An occasional publication of the Libertarian Alliance,
25 Chapter Chambers, Esterbrooke Street, London SW1P 4NN.

© 1988: Libertarian Alliance; Sean Gabb.

Sean Gabb is the Editor of Free Life, which is the journal of the Libertarian Aliance. 
More of his writings can be found at:

The views expressed in this publication are those of its author, and
not necessarily those of the Libertarian Alliance, its Committee,
Advisory Council or subscribers.

LA Director: Chris R. Tame
Editorial Director: Brian Micklethwait



If there is anything connecting management and unions - and sometimes government - in the European Community, it is fear of the Orient. From Hokkaido to Penang extends the great productive crescent. Its exports come in volumes and at prices disturbing to an economic balance between East and West which even twenty years ago might have seemed part of the natural order. And now the crescent is filling in. Chinese manufactures are appearing in the shops. These are still crude and often funny to look at. But the question is being asked with insistent frequency - what will happen when the principles which have made Hong Kong what it is are applied to a thousand million people?
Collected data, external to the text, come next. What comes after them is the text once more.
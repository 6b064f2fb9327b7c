//! Client-level error types shared across configuration, scheduling, and transport.

// self
use crate::{_prelude::*, request::RequestId};

/// Client-wide result type alias returning [`Error`] by default.
pub type Result<T, E = Error> = std::result::Result<T, E>;

pub(crate) type BoxError = Box<dyn std::error::Error + Send + Sync>;

/// Canonical error surfaced on a producer's response handle.
#[derive(Debug, ThisError)]
pub enum Error {
	/// Local configuration problem.
	#[error(transparent)]
	Config(#[from] ConfigError),
	/// The transport failed after the request was admitted.
	#[error(transparent)]
	Transport(#[from] TransportError),

	/// The request URL could not be parsed.
	#[error("Request URL is invalid.")]
	InvalidUrl {
		/// Underlying parsing failure.
		#[source]
		source: url::ParseError,
	},
	/// The request was withdrawn while it was still queued.
	#[error("Request {id} was cancelled before admission.")]
	Cancelled {
		/// Identifier of the withdrawn request.
		id: RequestId,
	},
	/// The client was closed before the request could be admitted.
	#[error("Client is closed and no longer admits requests.")]
	Closed,
}

/// Configuration and validation failures raised while building a client.
#[derive(Debug, ThisError)]
pub enum ConfigError {
	/// A rate was below zero.
	#[error("The {field} must be non-negative, got {value}.")]
	NegativeRate {
		/// Offending field name.
		field: &'static str,
		/// Rejected value.
		value: f64,
	},
	/// A rate was NaN or infinite.
	#[error("The {field} must be finite, got {value}.")]
	NonFiniteRate {
		/// Offending field name.
		field: &'static str,
		/// Rejected value.
		value: f64,
	},
	/// A rate exceeded [`RateLimitConfig::MAX_RATE`](crate::RateLimitConfig::MAX_RATE).
	#[error("The {field} must not exceed {max} requests per second, got {value}.")]
	RateTooHigh {
		/// Offending field name.
		field: &'static str,
		/// Rejected value.
		value: f64,
		/// Largest accepted rate.
		max: f64,
	},
	/// The ramp duration was zero or negative.
	#[error("The ramp_duration must be positive, got {duration}.")]
	NonPositiveRampDuration {
		/// Rejected duration.
		duration: Duration,
	},
	/// The scheduler tick interval was zero or negative.
	#[error("The tick_interval must be positive, got {duration}.")]
	NonPositiveTickInterval {
		/// Rejected duration.
		duration: Duration,
	},
	/// The builder was finalized without a rate limit.
	#[error("A rate limit must be configured before building the client.")]
	MissingRateLimit,
	/// No transport was supplied and no default transport is compiled in.
	#[error("No transport configured; enable the `reqwest` feature or supply one.")]
	MissingTransport,
	/// The client was built outside a tokio runtime and no runtime handle was supplied.
	#[error("No tokio runtime available; build inside a runtime or supply a handle.")]
	MissingRuntime,
	/// Serialized configuration could not be decoded.
	#[error("Client configuration is malformed at `{path}`.")]
	Parse {
		/// Path to the field that failed to decode.
		path: String,
		/// Structured parsing failure.
		#[source]
		source: serde_path_to_error::Error<serde_json::Error>,
	},
	/// Serialized configuration is followed by unexpected input.
	#[error("Client configuration has trailing characters.")]
	TrailingCharacters {
		/// Decoder failure describing the trailing input.
		#[source]
		source: serde_json::Error,
	},
	/// HTTP client could not be constructed.
	#[error("HTTP client could not be constructed.")]
	HttpClientBuild {
		/// Underlying transport builder failure.
		#[source]
		source: BoxError,
	},
}
impl ConfigError {
	/// Wraps a transport's builder failure inside [`ConfigError`].
	pub fn http_client_build(src: impl 'static + Send + Sync + std::error::Error) -> Self {
		Self::HttpClientBuild { source: Box::new(src) }
	}
}
impl From<serde_path_to_error::Error<serde_json::Error>> for ConfigError {
	fn from(e: serde_path_to_error::Error<serde_json::Error>) -> Self {
		Self::Parse { path: e.path().to_string(), source: e }
	}
}
#[cfg(feature = "reqwest")]
impl From<ReqwestError> for ConfigError {
	fn from(e: ReqwestError) -> Self {
		Self::http_client_build(e)
	}
}

/// Transport-level failures (network, IO) reported for an admitted request.
#[derive(Debug, ThisError)]
pub enum TransportError {
	/// Underlying HTTP client reported a network failure.
	#[error("Network error occurred while executing the request.")]
	Network {
		/// Transport-specific network error.
		#[source]
		source: BoxError,
	},
	/// Underlying IO failure surfaced during transport.
	#[error("I/O error occurred while executing the request.")]
	Io(#[from] std::io::Error),
	/// Transport-specific failure without a structured source.
	#[error("Transport failed: {message}.")]
	Other {
		/// Human-readable failure description.
		message: String,
	},
}
impl TransportError {
	/// Wraps a transport-specific network error.
	pub fn network(src: impl 'static + Send + Sync + std::error::Error) -> Self {
		Self::Network { source: Box::new(src) }
	}

	/// Builds an unstructured transport failure.
	pub fn other(message: impl Into<String>) -> Self {
		Self::Other { message: message.into() }
	}
}
#[cfg(feature = "reqwest")]
impl From<ReqwestError> for TransportError {
	fn from(e: ReqwestError) -> Self {
		Self::network(e)
	}
}

/// Failure raised inside an event listener, isolated from the scheduler and other listeners.
#[derive(Clone, Debug, PartialEq, Eq, ThisError)]
#[error("Listener #{listener} failed while handling {event}: {message}.")]
pub struct ListenerError {
	/// Registration index of the failing listener.
	pub listener: usize,
	/// Label of the event being delivered.
	pub event: &'static str,
	/// Panic payload rendered as text.
	pub message: String,
}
There are two possible answers to this. The first is simple. It will make a thousand million people and all those trading with them very well off. For myself, I doubt if anything costing money has given me as much joy as my Taiwanese wordprocessor. What the Chinese proper will try selling me in ten years time I await with eager hope. The second, however, seems at the moment rather more likely. It is that we shall be dragged behind a cordon of Euro-tariffs and Euro-quotas. In the name of `fair trade' we shall be forced to buy European goods of increasing relative dearness, or not to buy at all.

The case for protectionism has been demolished so often and so utterly that showing its economic cost would be a routine use of common sense. Much more interesting is to wonder how politically feasible it can remain. For how long can a market of any size be shut to a more dynamic outsider? There was a time when of all the Europeans the British were best able to know the answer to this. And there really is no better answer to it now than to look at certain events of the last century, when the boot was on the other foot.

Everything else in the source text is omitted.